- The funeral of Ertuğrul Bey. The death of Ertuğrul was met with mixed reception, with some expressing frustration and others giving a positive overview of the depiction of the character in Diriliş: Ertuğrul and Kuruluş: Osman.
- Episode no.: Season 2 Episode 12
- Directed by: Metin Günay
- Written by: Mehmet Bozdağ; Atilla Engin; Aslı Zeynep Peker Bozdağ; Rafet Elçi;
- Original air date: 23 December 2020
- Running time: 2 hours, 41 minutes

Main cast
- Burak Özçivit as Osman Bey; Tamer Yiğit as Ertuğrul Bey; Kanbolat Görkem Arslan as Savcı Bey; Nurettin Sönmez as Bamsı Beyrek; Didem Balçın as Selcan Hatun; Ragıp Savaş as Dündar Bey;

Episode chronology
| ← Previous "Büyük Devlet Olma Vakti" | Next → "Bey Osman" |
- Kuruluş: Osman (season 2)

= Gaziler Sultanı Gidiyor =

"Episode 39", less commonly known by its title "Gaziler Sultanı Gidiyor" is the 39th episode of the Turkish TV series Kuruluş: Osman. It has been noted for depicting the death of Ertuğrul Bey, the eponymous character in the series' predecessor, Diriliş: Ertuğrul (2014–2019). The episode stars Burak Özçivit as Osman Bey and Tamer Yiğit as Ertuğrul Bey.

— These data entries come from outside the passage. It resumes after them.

use super::{BacklogSource, FlagStore, TaskSink};
use crate::error::StoreError;
use async_trait::async_trait;
use lynx_core::ControlFlag;
use lynx_protocol::TaskLogRecord;
use std::{
    collections::{BTreeMap, HashSet},
    sync::{
        Mutex,
        atomic::{AtomicBool, AtomicU64, Ordering},
    },
};

#[derive(Debug, Default)]
pub struct MemoryStore {
    flags: Mutex<BTreeMap<(String, String), ControlFlag>>,
    failing_writes: Mutex<HashSet<String>>,
    unreachable: AtomicBool,
    outbox: AtomicU64,
    dlq: AtomicU64,
    records: Mutex<Vec<TaskLogRecord>>,
}

impl MemoryStore {
    #[must_use]
    pub fn new() -> Self {
        Self::default()
    }

    /// Makes every upsert of `key` fail until cleared.
    pub fn fail_writes_for(&self, key: impl Into<String>) {
        lock(&self.failing_writes).insert(key.into());
    }

    pub fn clear_write_failures(&self) {
        lock(&self.failing_writes).clear();
    }

    /// Simulates a lost database connection for every operation.
    pub fn set_unreachable(&self, unreachable: bool) {
        self.unreachable.store(unreachable, Ordering::SeqCst);
    }

    pub fn set_backlog(&self, outbox: u64, dlq: u64) {
        self.outbox.store(outbox, Ordering::SeqCst);
        self.dlq.store(dlq, Ordering::SeqCst);
    }

    #[must_use]
    pub fn values(&self) -> BTreeMap<String, serde_json::Value> {
        lock(&self.flags)
            .values()
            .map(|flag| (flag.key.clone(), flag.value.clone()))
            .collect()
    }

    #[must_use]
    pub fn records(&self) -> Vec<TaskLogRecord> {
        lock(&self.records).clone()
    }

    fn check_reachable(&self) -> Result<(), StoreError> {
        if self.unreachable.load(Ordering::SeqCst) {
            return Err(StoreError::Unavailable("connection refused".to_string()));
        }
        Ok(())
    }
}

fn lock<T>(mutex: &Mutex<T>) -> std::sync::MutexGuard<'_, T> {
    mutex.lock().unwrap_or_else(std::sync::PoisonError::into_inner)
}

#[async_trait]
impl FlagStore for MemoryStore {
    async fn ping(&self) -> Result<(), StoreError> {
        self.check_reachable()
    }

    async fn get(&self, key: &str, scope: &str) -> Result<Option<ControlFlag>, StoreError> {
        self.check_reachable()?;
        Ok(lock(&self.flags).get(&(key.to_string(), scope.to_string())).cloned())
    }

    async fn upsert(&self, flag: ControlFlag) -> Result<(), StoreError> {
        self.check_reachable()?;
        if lock(&self.failing_writes).contains(&flag.key) {
            return Err(StoreError::Unavailable(format!("write rejected for {}", flag.key)));
        }
        lock(&self.flags).insert((flag.key.clone(), flag.scope.clone()), flag);
        Ok(())
    }
}

#[async_trait]
impl BacklogSource for MemoryStore {
    async fn outbox_depth(&self) -> Result<u64, StoreError> {
        self.check_reachable()?;
        Ok(self.outbox.load(Ordering::SeqCst))
    }

    async fn dlq_depth(&self) -> Result<u64, StoreError> {
        self.check_reachable()?;
        Ok(self.dlq.load(Ordering::SeqCst))
    }
}

#[async_trait]
impl TaskSink for MemoryStore {
    async fn record(&self, record: &TaskLogRecord) -> Result<(), StoreError> {
        self.check_reachable()?;
        lock(&self.records).push(record.clone());
        Ok(())
    }
}
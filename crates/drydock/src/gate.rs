//! Gate evaluation: does a stage result permit the pipeline to continue?

use serde::{Deserialize, Serialize};

use crate::result::StageStatus;
use crate::stage::GatePolicy;

/// What the runner should do after a stage.
#[derive(Debug, Clone, Copy, Serialize, Deserialize, PartialEq, Eq)]
#[serde(rename_all = "snake_case")]
pub enum GateAction {
    Continue,
    Abort,
}

/// Stateless gate rules.
pub struct GateEvaluator;

impl GateEvaluator {
    /// Decide whether the pipeline continues.
    ///
    /// | gate     | status          | action   |
    /// |----------|-----------------|----------|
    /// | blocking | success         | continue |
    /// | blocking | failure         | abort    |
    /// | advisory | success/failure | continue |
    /// | any      | skipped         | continue |
    pub fn evaluate(gate: GatePolicy, status: StageStatus) -> GateAction {
        match (gate, status) {
            (GatePolicy::Blocking, StageStatus::Failure) => GateAction::Abort,
            _ => GateAction::Continue,
        }
    }
}
//! Write-once contracts shared by both artifact stores.

use std::sync::Arc;

use drydock::{
    ArtifactError, ArtifactStore, FnExecutor, FsArtifactStore, MemoryArtifactStore, Payload,
    PipelineBuilder, PipelineName, PipelineRunner, PipelineStatus, Stage, StageContext,
    StageExecution, StageKind,
};

fn check_write_once(store: &dyn ArtifactStore) {
    assert!(!store.has("binary"));
    assert!(matches!(store.get("binary"), Err(ArtifactError::Missing(_))));

    store.put("binary", Payload::Bytes(b"v1".to_vec())).unwrap();
    assert!(store.has("binary"));

    let err = store.put("binary", Payload::Bytes(b"v2".to_vec())).unwrap_err();
    assert!(matches!(err, ArtifactError::DuplicateKey(ref k) if k == "binary"));

    // first write wins
    assert_eq!(
        store.get("binary").unwrap().payload,
        Payload::Bytes(b"v1".to_vec())
    );
}

fn check_snapshot(store: &dyn ArtifactStore) {
    store
        .put("scan-report", Payload::Report(serde_json::json!({"findings": []})))
        .unwrap();
    store.put("image-ref", Payload::Bytes(b"app:1".to_vec())).unwrap();

    let snapshot = store.snapshot().unwrap();
    let keys: Vec<&str> = snapshot.iter().map(|r| r.key.as_str()).collect();
    assert_eq!(keys, vec!["image-ref", "scan-report"]);
    assert_eq!(
        snapshot[0].digest,
        Payload::Bytes(b"app:1".to_vec()).digest()
    );
}

#[test]
fn test_memory_store_write_once() {
    check_write_once(&MemoryArtifactStore::new());
}

#[test]
fn test_fs_store_write_once() {
    let dir = tempfile::tempdir().unwrap();
    check_write_once(&FsArtifactStore::new(dir.path()).unwrap());
}

#[test]
fn test_memory_store_snapshot() {
    check_snapshot(&MemoryArtifactStore::new());
}

#[test]
fn test_fs_store_snapshot() {
    let dir = tempfile::tempdir().unwrap();
    check_snapshot(&FsArtifactStore::new(dir.path()).unwrap());
}

#[test]
fn test_invalid_keys_rejected_by_both() {
    let dir = tempfile::tempdir().unwrap();
    let fs_store = FsArtifactStore::new(dir.path()).unwrap();
    let mem_store = MemoryArtifactStore::new();
    let stores: [&dyn ArtifactStore; 2] = [&fs_store, &mem_store];

    for store in stores {
        for key in ["", "..", "a/b", "with space"] {
            assert!(
                matches!(
                    store.put(key, Payload::Bytes(Vec::new())),
                    Err(ArtifactError::InvalidKey(_))
                ),
                "key {key:?} accepted"
            );
        }
    }
}

/// Test: racing writers on one key, exactly one wins
#[test]
fn test_memory_store_concurrent_put() {
    let store = Arc::new(MemoryArtifactStore::new());
    let handles: Vec<_> = (0..8u8)
        .map(|i| {
            let store = store.clone();
            std::thread::spawn(move || store.put("image-ref", Payload::Bytes(vec![i])).is_ok())
        })
        .collect();
    let wins = handles
        .into_iter()
        .map(|h| h.join().unwrap())
        .filter(|won| *won)
        .count();
    assert_eq!(wins, 1);
}

/// Test: two handles on the same directory share write-once state
#[test]
fn test_fs_store_across_handles() {
    let dir = tempfile::tempdir().unwrap();
    let first = FsArtifactStore::new(dir.path()).unwrap();
    let second = FsArtifactStore::new(dir.path()).unwrap();

    first.put("sbom", Payload::Report(serde_json::json!({"packages": 3}))).unwrap();
    assert!(second.has("sbom"));
    assert!(matches!(
        second.put("sbom", Payload::Bytes(Vec::new())),
        Err(ArtifactError::DuplicateKey(_))
    ));
}

/// Test: a run against a disk store leaves its artifacts on disk
#[tokio::test]
async fn test_run_with_fs_store() {
    let dir = tempfile::tempdir().unwrap();
    let def = PipelineBuilder::new(PipelineName::Ci)
        .stage(
            Stage::new(
                "build",
                StageKind::Build,
                FnExecutor::new(|_: &StageContext| {
                    Ok(StageExecution::success("built")
                        .with_artifact("binary", Payload::Path("target/release/app".into())))
                }),
            )
            .output("binary"),
        )
        .build()
        .unwrap();

    let outcome = PipelineRunner::new()
        .run_with_store(&def, FsArtifactStore::new(dir.path()).unwrap(), Vec::new())
        .await;
    assert_eq!(outcome.status, PipelineStatus::Success);

    let reopened = FsArtifactStore::new(dir.path()).unwrap();
    assert_eq!(
        reopened.get("binary").unwrap().payload,
        Payload::Path("target/release/app".into())
    );
}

"Episode 39" was released on 23 December 2020.

== Plot ==
After Ertuğrul Bey temporarily recovers from his boil illness, he resumes his duties as the Kayı Bey. Chiefly, he ponders over who to choose as his heir, deciding between his sons Savcı and Osman. Meanwhile, at a meeting, Osman goes against popular opinion to attack İnegöl and instead proposes to attack Aya Nikola's soldiers with the help of Targun Hatun. This, as well as observations of Osman's similarity to himself and consultations with his companions Bamsı and Abdurrahman, prompts Ertuğrul to choose him as his heir, although he decides to not announce this to allow Osman to be elected democratically. Ertuğrul remembers his close ones, including his father Süleyman Şah, his mother Hayme, his wife (Halime), his brothers Gündoğdu, Sungurtekin and Dündar, and his companions Turgut, Bamsı, Doğan and Abdurrahman, before dying at a council meeting, devastating his sons Gündüz, Savcı and Osman, and even his corrupted brother Dündar.

== Production ==
The season was written and produced by Mehmet Bozdağ and directed by Metin Günay. It was filmed in a plateau set in Riva, Beykoz.

Nurettin Sönmez, who portrays Bamsı in both Kuruluş: Osman and its predecessor Diriliş: Ertuğrul, said filming for the scene of Ertuğrul's death was "very difficult" and "full of emotion", saying he "had Engin Altan Düzyatan (Note: The actor who portrays Ertuğrul in Diriliş: Ertuğrul) and his Ertuğrul Gazi in [his] eyes".

== Reception ==
Ertuğrul's death was met with sadness in Pakistan, with fans 'mourning' the death of the character on social media platforms such as Twitter. The reaction of fans was mixed, with some expressing frustration over the character's death, and others praising the character's storyline and emphasising the importance of focusing more on the character of Osman. The death of Ertuğrul also led to renewed discussion of the performance of Tamer Yiğit, who replaced Engin Altan Düzyatan in portraying Ertuğrul.